__What you need to do__
Please repeat, without alteration, the line containing "pub fn resolve_path(explicit: Option<&Path>)" and every line that follows it to the end of the entries below, and only those lines.

** Given information follows **

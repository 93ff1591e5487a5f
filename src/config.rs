//! Effective configuration
//!
//! Layered from an optional YAML file and `SCHEDASSIST__*` environment
//! variables (`SCHEDASSIST__RETRY__MAX_ATTEMPTS=5`), over built-in defaults.

use std::path::{Path, PathBuf};

use action_flow::{AutomationSettings, FlowError, RetrySettings, SurfaceCatalog};
use action_primitives::ObserverConfig;
use extensions_bridge::{BridgeError, InjectionConfig};
use serde::{Deserialize, Serialize};
use thiserror::Error;

use crate::simulator::PageOptions;

pub const ENV_PREFIX: &str = "SCHEDASSIST";
pub const LOCAL_CONFIG: &str = "config/schedassist.yaml";

#[derive(Debug, Error)]
pub enum ConfigError {
    #[error("failed to load configuration: {0}")]
    Load(#[from] ::config::ConfigError),
    #[error("injection: {0}")]
    Injection(#[from] BridgeError),
    #[error("catalog: {0}")]
    Catalog(#[from] FlowError),
    #[error("{0}")]
    Invalid(String),
}

#[derive(Debug, Clone, Default, PartialEq, Eq, Serialize, Deserialize)]
#[serde(default)]
pub struct AssistConfig {
    pub injection: InjectionConfig,
    pub catalog: SurfaceCatalog,
    pub timeouts: ObserverConfig,
    pub retry: RetrySettings,
    /// Shape of the simulated page used by `demo`
    pub demo: PageOptions,
}

impl AssistConfig {
    /// Load `path` (if it exists) under environment overrides.
    pub fn load(path: &Path) -> Result<Self, ConfigError> {
        let settings = ::config::Config::builder()
            .add_source(
                ::config::File::from(path)
                    .format(::config::FileFormat::Yaml)
                    .required(false),
            )
            .add_source(
                ::config::Environment::with_prefix(ENV_PREFIX)
                    .separator("__")
                    .try_parsing(true),
            )
            .build()?;
        Ok(settings.try_deserialize()?)
    }

    pub fn automation_settings(&self) -> AutomationSettings {
        AutomationSettings {
            catalog: self.catalog.clone(),
            timeouts: self.timeouts,
            retry: self.retry,
        }
    }

    pub fn validate(&self) -> Result<(), ConfigError> {
        self.injection.validate()?;
        self.catalog.validate()?;
        if self.timeouts.wait_timeout_ms == 0 || self.timeouts.flow_timeout_ms == 0 {
            return Err(ConfigError::Invalid("timeouts must be non-zero".into()));
        }
        if self.retry.max_attempts == 0 {
            return Err(ConfigError::Invalid("retry.max_attempts must be at least 1".into()));
        }
        Ok(())
    }
}

/// `--config` if given, else `config/schedassist.yaml` when present, else the
/// per-user config directory.
pub fn resolve_path(explicit: Option<&Path>) -> PathBuf {
    if let Some(path) = explicit {
        return path.to_path_buf();
    }
    let local = PathBuf::from(LOCAL_CONFIG);
    if local.exists() {
        return local;
    }
    match dirs::config_dir() {
        Some(mut path) => {
            path.push("schedassist");
            path.push("config.yaml");
            path
        }
        None => local,
    }
}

** End of Given information **

__Solution below__
pub fn resolve_path(explicit: Option<&Path>) -> PathBuf {
    if let Some(path) = explicit {
        return path.to_path_buf();
    }
    let local = PathBuf::from(LOCAL_CONFIG);
    if local.exists() {
        return local;
    }
    match dirs::config_dir() {
        Some(mut path) => {
            path.push("schedassist");
            path.push("config.yaml");
            path
        }
        None => local,
    }
}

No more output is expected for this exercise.